Work item: Each line in the listing below that includes "FilterPair" should be counted; give the total and nothing more.

Data for processing:
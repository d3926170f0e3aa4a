//! Grouping/filter resolution.
//!
//! A rule without an explicit filter is grouped by the foreign key linking
//! the child table to its target table. Resolution happens once, at
//! configure time, and fails loudly — a missing or unmappable key has no
//! sensible default.

use crate::error::TallyError;
use crate::schema::{ForeignKey, TableSchema};

/// Find the foreign key on `child` referencing `target_table`.
///
/// The first matching key wins, as with the original mapper convention;
/// integrations with several keys to one table must use custom filters.
pub(crate) fn find_foreign_key<'a>(
    child: &'a TableSchema,
    target_table: &str,
) -> Result<&'a ForeignKey, TallyError> {
    child
        .foreign_key_to(target_table)
        .ok_or_else(|| TallyError::MissingForeignKey {
            child: child.name.clone(),
            target: target_table.to_string(),
        })
}

/// Resolve the instance attribute holding the group key for `fk`,
/// honouring attribute aliasing.
pub(crate) fn grouping_attribute(
    child: &TableSchema,
    fk: &ForeignKey,
) -> Result<String, TallyError> {
    child.attribute_for_column(&fk.column)
}

#[cfg(test)]
mod tests {
    use super::*;

    fn lines() -> TableSchema {
        TableSchema::new("lines")
            .with_primary_key("id")
            .with_column("length")
            .with_foreign_key("block", "blocks", "id")
    }

    #[test]
    fn test_finds_key_to_target() {
        let child = lines();
        let fk = find_foreign_key(&child, "blocks").unwrap();
        assert_eq!(fk.column, "block");
    }

    #[test]
    fn test_missing_key_is_config_error() {
        let child = lines();
        let err = find_foreign_key(&child, "users").unwrap_err();
        assert!(err.is_configuration());
        assert!(matches!(err, TallyError::MissingForeignKey { .. }));
    }

    #[test]
    fn test_grouping_attribute_identity_and_alias() {
        let child = lines();
        let fk = find_foreign_key(&child, "blocks").unwrap().clone();
        assert_eq!(grouping_attribute(&child, &fk).unwrap(), "block");

        let aliased = lines().with_attribute("_block", "block");
        assert_eq!(grouping_attribute(&aliased, &fk).unwrap(), "_block");
    }

    #[test]
    fn test_shadowed_attribute_is_config_error() {
        let child = lines().with_attribute("block", "length");
        let fk = ForeignKey {
            column: "block".into(),
            referenced_table: "blocks".into(),
            referenced_column: "id".into(),
        };
        let err = grouping_attribute(&child, &fk).unwrap_err();
        assert!(err.is_configuration());
    }
}
//! In-process table store.
//!
//! [`MemoryDb`] implements [`Executor`] by interpreting
//! [`UpdateStatement`]s — including correlated recomputation subqueries —
//! against plain row maps. It exists so the engine can be exercised
//! end-to-end without a database: the integration suite drives whole
//! insert/move/delete scenarios through it and compares stored aggregates
//! against ground truth. Embedders can use it the same way in their own
//! tests.
//!
//! Only the foreign-key-derived (`column = $key`) filter form is
//! interpreted; rewritten custom filters are backend SQL and out of reach
//! here.

use std::collections::BTreeMap;

use crate::dialect::Dialect;
use crate::error::TallyError;
use crate::executor::Executor;
use crate::sql::{AggFunc, BoundFilter, FilterSpec, RecalcQuery, SetExpr, UpdateStatement};
use crate::value::Scalar;

type Row = BTreeMap<String, Scalar>;

/// A toy table store with SQL-ish NULL semantics.
#[derive(Debug, Default)]
pub struct MemoryDb {
    dialect: Dialect,
    tables: BTreeMap<String, Vec<Row>>,
    history: Vec<(String, Vec<Scalar>)>,
    fail_next: Option<String>,
}

impl MemoryDb {
    pub fn new() -> Self {
        MemoryDb::default()
    }

    pub fn with_dialect(dialect: Dialect) -> Self {
        MemoryDb {
            dialect,
            ..MemoryDb::default()
        }
    }

    /// Insert a row; the table springs into existence on first use.
    pub fn insert(&mut self, table: &str, row: &[(&str, Scalar)]) {
        let row: Row = row
            .iter()
            .map(|(c, v)| (c.to_string(), v.clone()))
            .collect();
        self.tables.entry(table.to_string()).or_default().push(row);
    }

    /// Delete rows where `column == value`, returning how many went.
    pub fn delete_where(&mut self, table: &str, column: &str, value: &Scalar) -> usize {
        let Some(rows) = self.tables.get_mut(table) else {
            return 0;
        };
        let before = rows.len();
        rows.retain(|r| !scalar_eq(r.get(column), value));
        before - rows.len()
    }

    /// Set one column on rows where `key_column == key`.
    pub fn set_where(
        &mut self,
        table: &str,
        key_column: &str,
        key: &Scalar,
        column: &str,
        value: Scalar,
    ) {
        if let Some(rows) = self.tables.get_mut(table) {
            for row in rows.iter_mut().filter(|r| scalar_eq(r.get(key_column), key)) {
                row.insert(column.to_string(), value.clone());
            }
        }
    }

    /// Read one column of the first row where `key_column == key`.
    pub fn get(&self, table: &str, key_column: &str, key: &Scalar, column: &str) -> Scalar {
        self.tables
            .get(table)
            .and_then(|rows| rows.iter().find(|r| scalar_eq(r.get(key_column), key)))
            .and_then(|r| r.get(column).cloned())
            .unwrap_or(Scalar::Null)
    }

    pub fn row_count(&self, table: &str) -> usize {
        self.tables.get(table).map_or(0, Vec::len)
    }

    /// Rendered SQL and parameters of every executed statement, in order.
    pub fn history(&self) -> &[(String, Vec<Scalar>)] {
        &self.history
    }

    /// Make the next `execute` fail with an execution error.
    pub fn fail_next(&mut self, message: impl Into<String>) {
        self.fail_next = Some(message.into());
    }

    // ── Evaluation ───────────────────────────────────────────────────────

    fn filter_matches(&self, filter: &BoundFilter, row: &Row) -> Result<bool, TallyError> {
        match &filter.spec {
            FilterSpec::KeyEquals { column, .. } => {
                let bound = filter
                    .values
                    .first()
                    .map(|(_, v)| v.clone())
                    .unwrap_or_default();
                Ok(scalar_eq(row.get(column), &bound))
            }
            FilterSpec::Custom { sql, .. } => Err(TallyError::Unsupported(format!(
                "custom filter in memory store: {sql}"
            ))),
        }
    }

    fn eval(&self, expr: &SetExpr, row: &Row) -> Result<Scalar, TallyError> {
        Ok(match expr {
            SetExpr::Literal(v) | SetExpr::Bind(v) => v.clone(),
            SetExpr::Column(c) => row.get(c).cloned().unwrap_or(Scalar::Null),
            SetExpr::Coalesce(a, b) => {
                let a = self.eval(a, row)?;
                if a.is_null() { self.eval(b, row)? } else { a }
            }
            SetExpr::Add(a, b) => self.eval(a, row)?.sql_add(&self.eval(b, row)?),
            SetExpr::Sub(a, b) => self.eval(a, row)?.sql_sub(&self.eval(b, row)?),
            SetExpr::Extremum {
                kind,
                current,
                candidate,
                ..
            } => {
                // Both rendered forms reduce to: candidate wins when the
                // current value is NULL or loses the comparison.
                let current = self.eval(current, row)?;
                let candidate = self.eval(candidate, row)?;
                if current.is_null() {
                    candidate
                } else {
                    use crate::sql::ExtremumKind;
                    use std::cmp::Ordering;
                    let replace = matches!(
                        (*kind, current.sql_cmp(&candidate)),
                        (ExtremumKind::Max, Some(Ordering::Less))
                            | (ExtremumKind::Min, Some(Ordering::Greater))
                    );
                    if replace { candidate } else { current }
                }
            }
            SetExpr::Recalc(q) => self.eval_recalc(q)?,
        })
    }

    fn eval_recalc(&self, query: &RecalcQuery) -> Result<Scalar, TallyError> {
        let rows = self
            .tables
            .get(&query.child_table)
            .map(Vec::as_slice)
            .unwrap_or_default();
        let mut matched: Vec<&Row> = Vec::new();
        for row in rows {
            if self.filter_matches(&query.filter, row)? {
                matched.push(row);
            }
        }

        // count(*) counts rows; every other form aggregates non-null
        // source values.
        if query.func == AggFunc::Count && query.source.is_none() {
            return Ok(Scalar::Int(matched.len() as i64));
        }
        let source = query.source.as_deref().unwrap_or_default();
        let values: Vec<Scalar> = matched
            .iter()
            .filter_map(|r| r.get(source))
            .filter(|v| !v.is_null())
            .cloned()
            .collect();

        Ok(match query.func {
            AggFunc::Count => Scalar::Int(values.len() as i64),
            AggFunc::Sum => values
                .into_iter()
                .reduce(|a, b| a.sql_add(&b))
                .unwrap_or(Scalar::Null),
            AggFunc::Avg => {
                let count = values.len();
                if count == 0 {
                    Scalar::Null
                } else {
                    let sum = values
                        .into_iter()
                        .reduce(|a, b| a.sql_add(&b))
                        .unwrap_or(Scalar::Null);
                    match sum.as_f64() {
                        Some(s) => Scalar::Float(s / count as f64),
                        None => Scalar::Null,
                    }
                }
            }
            AggFunc::Max | AggFunc::Min => {
                use std::cmp::Ordering;
                let want = if query.func == AggFunc::Max {
                    Ordering::Greater
                } else {
                    Ordering::Less
                };
                let mut extreme = Scalar::Null;
                for v in values {
                    if extreme.is_null() || v.sql_cmp(&extreme) == Some(want) {
                        extreme = v;
                    }
                }
                extreme
            }
        })
    }
}

fn scalar_eq(lhs: Option<&Scalar>, rhs: &Scalar) -> bool {
    match lhs {
        Some(v) => v == rhs || v.sql_cmp(rhs) == Some(std::cmp::Ordering::Equal),
        None => false,
    }
}

impl Executor for MemoryDb {
    fn dialect(&self) -> Dialect {
        self.dialect.clone()
    }

    fn execute(&mut self, statement: &UpdateStatement) -> Result<u64, TallyError> {
        if let Some(message) = self.fail_next.take() {
            return Err(TallyError::Execution(message));
        }
        self.history.push(statement.to_sql());

        let rows = self
            .tables
            .get(&statement.table)
            .map(Vec::as_slice)
            .unwrap_or_default();

        // Plan first: all assignments see the pre-update row, and the
        // recalc subqueries see the pre-update store.
        let mut planned: Vec<(usize, Vec<(String, Scalar)>)> = Vec::new();
        for (idx, row) in rows.iter().enumerate() {
            if !self.filter_matches(&statement.filter, row)? {
                continue;
            }
            let mut changes = Vec::new();
            for (column, expr) in &statement.assignments {
                changes.push((column.clone(), self.eval(expr, row)?));
            }
            planned.push((idx, changes));
        }

        let affected = planned.len() as u64;
        if let Some(rows) = self.tables.get_mut(&statement.table) {
            for (idx, changes) in planned {
                for (column, value) in changes {
                    rows[idx].insert(column, value);
                }
            }
        }
        Ok(affected)
    }
}
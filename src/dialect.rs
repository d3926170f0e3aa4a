//! Database capability probing.
//!
//! Max/Min rules combine the stored aggregate with a candidate value via a
//! two-argument scalar `max(a, b)` / `min(a, b)`. Not every backend has
//! those (MySQL only has the aggregate forms), so the rules consult a
//! [`FunctionProbe`] on every invocation and fall back to a portable
//! `CASE WHEN` expression where needed.
//!
//! The probe is reached through the executor (see
//! [`Executor::dialect`](crate::executor::Executor::dialect)), so a
//! long-lived rule serving several connections always sees the backend
//! actually in use.

use serde::{Deserialize, Serialize};

/// Callback asked whether the bound backend supports a function for this
/// purpose. Consulted per call, never cached inside a rule.
pub trait FunctionProbe {
    fn supports_function(&self, name: &str) -> bool;
}

/// Backend identification by driver name, as reported by the connection.
#[derive(Debug, Clone, PartialEq, Eq, Serialize, Deserialize)]
pub struct Dialect {
    driver: String,
}

impl Dialect {
    pub fn new(driver: impl Into<String>) -> Self {
        Dialect {
            driver: driver.into().to_ascii_lowercase(),
        }
    }

    pub fn driver(&self) -> &str {
        &self.driver
    }
}

impl Default for Dialect {
    fn default() -> Self {
        Dialect::new("sqlite")
    }
}

impl FunctionProbe for Dialect {
    fn supports_function(&self, name: &str) -> bool {
        match self.driver.as_str() {
            // MySQL has no scalar two-argument max/min.
            "mysql" | "mariadb" => !matches!(name, "max" | "min"),
            _ => true,
        }
    }
}
//! Average aggregations.
//!
//! [`Average`] is the incremental composite: an internal Sum and Count
//! sharing one grouping key, merged into a single effect per event. It
//! does not store the averaged value itself — consumers divide, or use
//! [`Average::ratio`].
//!
//! [`AverageAccurate`] stores the averaged value in one column by
//! recomputing `avg(source)` on every event. One column instead of two,
//! at the price of a subquery per write.

use crate::error::TallyError;
use crate::schema::ColumnRef;
use crate::snapshot::InstanceSnapshot;
use crate::sql::AggFunc;
use crate::value::Scalar;

use super::{Count, RuleCore, RuleEffect, Sum};

fn merge(a: RuleEffect, b: RuleEffect) -> RuleEffect {
    match (a, b) {
        (RuleEffect::Skip, other) | (other, RuleEffect::Skip) => other,
        (RuleEffect::Set(mut left), RuleEffect::Set(right)) => {
            left.extend(right);
            RuleEffect::Set(left)
        }
    }
}

/// Incremental average over two stored columns (sum and count).
#[derive(Debug, Clone)]
pub struct Average {
    pub(crate) sum: Sum,
    pub(crate) count: Count,
}

impl Average {
    pub(crate) fn new(sum_target: ColumnRef, source: ColumnRef, count_target: ColumnRef) -> Self {
        Average {
            sum: Sum::new(sum_target, source),
            count: Count::new(count_target, None),
        }
    }

    /// The averaged value from a parent row's stored sum and count.
    /// `None` while the group is empty or either column is NULL.
    pub fn ratio(&self, read: impl Fn(&str) -> Scalar) -> Option<f64> {
        let sum = read(&self.sum.core.target.column).as_f64()?;
        let count = read(&self.count.core.target.column).as_f64()?;
        if count == 0.0 {
            return None;
        }
        Some(sum / count)
    }

    pub(crate) fn on_insert(
        &self,
        instance: &dyn InstanceSnapshot,
    ) -> Result<RuleEffect, TallyError> {
        Ok(merge(self.sum.on_insert(instance)?, self.count.on_insert()?))
    }

    pub(crate) fn on_delete(
        &self,
        instance: &dyn InstanceSnapshot,
    ) -> Result<RuleEffect, TallyError> {
        Ok(merge(self.sum.on_delete(instance)?, self.count.on_delete()?))
    }

    pub(crate) fn on_update(
        &self,
        instance: &dyn InstanceSnapshot,
    ) -> Result<RuleEffect, TallyError> {
        Ok(merge(self.sum.on_update(instance)?, self.count.on_update()?))
    }

    pub(crate) fn on_recalc(
        &self,
        instance: &dyn InstanceSnapshot,
        old: bool,
    ) -> Result<RuleEffect, TallyError> {
        Ok(merge(
            self.sum.on_recalc(instance, old)?,
            self.count.on_recalc(instance, old)?,
        ))
    }
}

/// Always-recompute average into a single stored column.
#[derive(Debug, Clone)]
pub struct AverageAccurate {
    pub(crate) core: RuleCore,
}

impl AverageAccurate {
    pub(crate) fn new(target: ColumnRef, source: ColumnRef) -> Self {
        AverageAccurate {
            core: RuleCore::new(target, Some(source)),
        }
    }

    pub(crate) fn on_recalc(
        &self,
        instance: &dyn InstanceSnapshot,
        old: bool,
    ) -> Result<RuleEffect, TallyError> {
        self.core.recalc(AggFunc::Avg, instance, old)
    }
}
//! The SQL-execution boundary.
//!
//! The coordinator issues every maintenance statement through an
//! [`Executor`] handed into the lifecycle hook, so the UPDATE runs on the
//! same connection — and therefore in the same transaction — as the child
//! write that triggered it. The core never commits or rolls back; a failed
//! execution propagates to the host's flush path.

use crate::dialect::Dialect;
use crate::error::TallyError;
use crate::sql::UpdateStatement;

/// A connection-like handle that can run one maintenance UPDATE.
pub trait Executor {
    /// Driver identification for the capability probe. Asked on every
    /// event, so pooled rules follow whichever backend is bound now.
    fn dialect(&self) -> Dialect;

    /// Execute the statement, returning the affected-row count.
    fn execute(&mut self, statement: &UpdateStatement) -> Result<u64, TallyError>;
}
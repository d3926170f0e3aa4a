//! tally — incremental denormalized aggregate maintenance.
//!
//! Keeps precomputed aggregate columns (counts, sums, min/max, averages)
//! on parent rows consistent as child rows are inserted, updated, deleted,
//! or re-associated with a different parent. Instead of running
//! `SELECT aggregate(...) FROM child WHERE fk = parent_id` on every read,
//! the host persistence layer calls one of three lifecycle hooks after
//! each child write, and the maintainer folds the change into the stored
//! aggregate — on the same connection, so maintenance commits or rolls
//! back with the write that triggered it.
//!
//! # Theoretical Basis
//!
//! - **Gupta & Mumick (1995)**: "Maintenance of Materialized Views:
//!   Problems, Techniques, and Applications", IEEE Data Engineering
//!   Bulletin — the self-maintainability taxonomy behind the Quick
//!   strategy's rule split: counts and sums are invertible under deletion,
//!   min/max are not and must be recomputed.
//!
//! # Example
//!
//! ```
//! use tally::{AggregateRule, ColumnRef, Maintainer, MemoryDb, RowState, Scalar, TableSchema};
//!
//! let lines = TableSchema::new("lines")
//!     .with_primary_key("id")
//!     .with_column("length")
//!     .with_foreign_key("block", "blocks", "id");
//!
//! let mut maintainer = Maintainer::quick(vec![
//!     AggregateRule::count(ColumnRef::new("blocks", "lines")),
//!     AggregateRule::sum(
//!         ColumnRef::new("blocks", "length"),
//!         ColumnRef::new("lines", "length"),
//!     ),
//! ]);
//! maintainer.configure(&lines)?;
//!
//! let mut db = MemoryDb::new();
//! db.insert("blocks", &[("id", Scalar::Int(1)), ("lines", Scalar::Int(0))]);
//! db.insert(
//!     "lines",
//!     &[
//!         ("id", Scalar::Int(10)),
//!         ("block", Scalar::Int(1)),
//!         ("length", Scalar::Int(42)),
//!     ],
//! );
//! let line = RowState::new().with("block", 1i64).with("length", 42i64);
//! maintainer.after_insert(&mut db, &line)?;
//!
//! assert_eq!(db.get("blocks", "id", &Scalar::Int(1), "lines"), Scalar::Int(1));
//! assert_eq!(db.get("blocks", "id", &Scalar::Int(1), "length"), Scalar::Int(42));
//! # Ok::<(), tally::TallyError>(())
//! ```

pub mod dialect;
pub mod error;
pub mod executor;
pub mod maintain;
pub mod memory;
mod resolver;
pub mod rewrite;
pub mod rules;
pub mod schema;
pub mod snapshot;
pub mod sql;
pub mod value;

pub use dialect::{Dialect, FunctionProbe};
pub use error::TallyError;
pub use executor::Executor;
pub use maintain::{HookOutcome, Maintainer, MaintainerOptions, RuleGroup, Strategy};
pub use memory::MemoryDb;
pub use rewrite::{FilterPair, FilterRewriter, RawFilter};
pub use rules::{AggregateRule, RuleEffect, RuleOp};
pub use schema::{Column, ColumnRef, ForeignKey, TableSchema};
pub use snapshot::{InstanceSnapshot, RowState};
pub use sql::UpdateStatement;
pub use value::Scalar;
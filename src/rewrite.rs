//! The expression-rewriting collaborator contract.
//!
//! A rule may carry a custom boolean filter instead of relying on
//! foreign-key discovery. The filter references columns of both the child
//! and the target table, in whatever representation the host uses; this
//! crate never interprets it. At `configure()` time a [`FilterRewriter`]
//! supplied by the integration turns it into the two forms the coordinator
//! needs (see [`FilterPair`]):
//!
//! - the **update** form, usable in the outer UPDATE's WHERE clause, with
//!   child-side columns replaced by `:attribute` bind markers;
//! - the **recalc** form, usable inside the recomputation subquery, left as
//!   direct column references — the subquery is correlated to the same
//!   outer row the UPDATE touches, so no substitution is needed.

use crate::error::TallyError;
use crate::sql::FilterSpec;

/// A custom grouping filter as supplied by the integrator, opaque to this
/// crate. `expr` is whatever the host's rewriter understands — typically
/// SQL text referencing both tables.
#[derive(Debug, Clone, PartialEq, Eq)]
pub struct RawFilter {
    pub expr: String,
}

impl RawFilter {
    pub fn new(expr: impl Into<String>) -> Self {
        RawFilter { expr: expr.into() }
    }
}

/// The two filter forms derived from one custom filter.
#[derive(Debug, Clone, PartialEq, Eq)]
pub struct FilterPair {
    /// WHERE clause of the outer UPDATE; binds instance attributes.
    pub update: FilterSpec,
    /// WHERE clause of the recomputation subquery.
    pub recalc: FilterSpec,
}

/// Host-side collaborator producing the two filter forms plus the list of
/// instance attributes the update form binds.
pub trait FilterRewriter {
    fn rewrite(
        &self,
        filter: &RawFilter,
        child_table: &str,
        target_table: &str,
    ) -> Result<FilterPair, TallyError>;
}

Task answer: 4